Abstract

Machine degradation is a complex, dynamic and irreversible process and its modeling is a leading-edge technology in prognostics and health management (PHM). In recent years, machine learning algorithms have been widely used to model machine degradation. However, these degradation models are not physically interpreted so that their extended uses are reduced and weakened. Aiming at solving this problem and visualizing informative features learned from degradation data, in this paper, a generalized machine degradation modeling methodology is proposed by integrating multiple-source fusion with genetic programming (GP). A composite fitness function of GP tailored for machine degradation modeling is innovatively designed. Afterward, multiple process sensor data, such as temperature, pressure, currents, etc., and non-process sensor data, such as vibration and acoustic signals, can be respectively modeled and fused into structurally interpreted health indicators from the time domain and the frequency domain.

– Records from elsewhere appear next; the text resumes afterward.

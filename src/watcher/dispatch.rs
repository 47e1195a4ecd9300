//! Fan-in of a source's event and error streams into a single log sink.
//!
//! The dispatcher selects over three inputs with no fixed priority between the
//! two streams:
//!
//! - the event stream, forwarded as [`Record::Event`]
//! - the error stream, forwarded as [`Record::Error`]
//! - a cancellation token, the explicit stop signal
//!
//! A stream that reports closure is dropped from the select so the loop never
//! spins on it. The loop ends when both streams are closed or the token fires,
//! and the [`DoneGuard`] it owns releases the caller's wait on every exit path.

use tokio_util::sync::CancellationToken;

use crate::signal::DoneGuard;
use crate::watcher::event::{Record, RecordKind};
use crate::watcher::sink::LogSink;
use crate::watcher::source::WatchStreams;

/// Which streams are still open.
#[derive(Debug, Clone, Copy, PartialEq, Eq)]
pub enum DispatchState {
    Running,
    EventsClosed,
    ErrorsClosed,
    Done,
}

impl DispatchState {
    pub fn close_events(self) -> Self {
        match self {
            DispatchState::Running => DispatchState::EventsClosed,
            DispatchState::ErrorsClosed => DispatchState::Done,
            state => state,
        }
    }

    pub fn close_errors(self) -> Self {
        match self {
            DispatchState::Running => DispatchState::ErrorsClosed,
            DispatchState::EventsClosed => DispatchState::Done,
            state => state,
        }
    }

    pub fn events_open(&self) -> bool {
        matches!(self, DispatchState::Running | DispatchState::ErrorsClosed)
    }

    pub fn errors_open(&self) -> bool {
        matches!(self, DispatchState::Running | DispatchState::EventsClosed)
    }

    pub fn is_done(&self) -> bool {
        *self == DispatchState::Done
    }
}

/// Why a dispatcher run ended.
#[derive(Debug, Clone, Copy, PartialEq, Eq)]
pub enum StopReason {
    /// The source closed both streams without being asked to stop.
    SourceClosed,
    /// The run was cancelled through its token.
    Cancelled,
}

#[derive(Debug, Clone, PartialEq, Eq)]
pub struct DispatchReport {
    pub events: usize,
    pub errors: usize,
    pub reason: StopReason,
}

pub struct Dispatcher<S> {
    streams: WatchStreams,
    sink: S,
    cancel: CancellationToken,
    events: usize,
    errors: usize,
}

impl<S: LogSink> Dispatcher<S> {
    pub fn new(streams: WatchStreams, sink: S, cancel: CancellationToken) -> Self {
        Self {
            streams,
            sink,
            cancel,
            events: 0,
            errors: 0,
        }
    }

    /// Runs the loop to completion.
    ///
    /// `done` must stand for a unit the caller registered before starting the
    /// dispatcher. It is released when this future finishes or unwinds, and also
    /// if the future is dropped before completion.
    pub async fn run(mut self, done: DoneGuard) -> DispatchReport {
        let _done = done;
        let mut state = DispatchState::Running;

        let reason = loop {
            if state.is_done() {
                break StopReason::SourceClosed;
            }

            tokio::select! {
                _ = self.cancel.cancelled() => {
                    self.drain(state);
                    break StopReason::Cancelled;
                }
                item = self.streams.events.recv(), if state.events_open() => match item {
                    Some(event) => self.forward(Record::Event(event)),
                    None => {
                        state = state.close_events();
                        crate::watch_event!(DEBUG, "dispatch", "event stream closed", "{state:?}");
                    }
                },
                item = self.streams.errors.recv(), if state.errors_open() => match item {
                    Some(error) => self.forward(Record::Error(error)),
                    None => {
                        state = state.close_errors();
                        crate::watch_event!(DEBUG, "dispatch", "error stream closed", "{state:?}");
                    }
                },
            }
        };

        DispatchReport {
            events: self.events,
            errors: self.errors,
            reason,
        }
    }

    /// Records whatever is already queued on the open streams, without waiting.
    fn drain(&mut self, state: DispatchState) {
        if state.events_open() {
            while let Ok(event) = self.streams.events.try_recv() {
                self.forward(Record::Event(event));
            }
        }

        if state.errors_open() {
            while let Ok(error) = self.streams.errors.try_recv() {
                self.forward(Record::Error(error));
            }
        }
    }

    fn forward(&mut self, record: Record) {
        match record.kind() {
            RecordKind::Event => self.events += 1,
            RecordKind::Error => self.errors += 1,
        }
        self.sink.record(record);
    }
}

Moreover, the proposed methodology can automatically select informative frequency components and sensors, and provide transparent modeling architecture for early fault detection and subsequent monotonic degradation assessment. Another benefit of the proposed methodology is that complicated data preprocessing and manual feature extraction are not required anymore. Hence, the proposed methodology would have many potential applications and it is easy to implement for online machine degradation modeling. A gearbox run-to-failure dataset (non-process data) and an aircraft engine degradation dataset (process data) are studied to verify the effectiveness of the proposed methodology. Comparisons show that structurally interpreted health indicators constructed from the proposed methodology are superior to state-of-the-art works.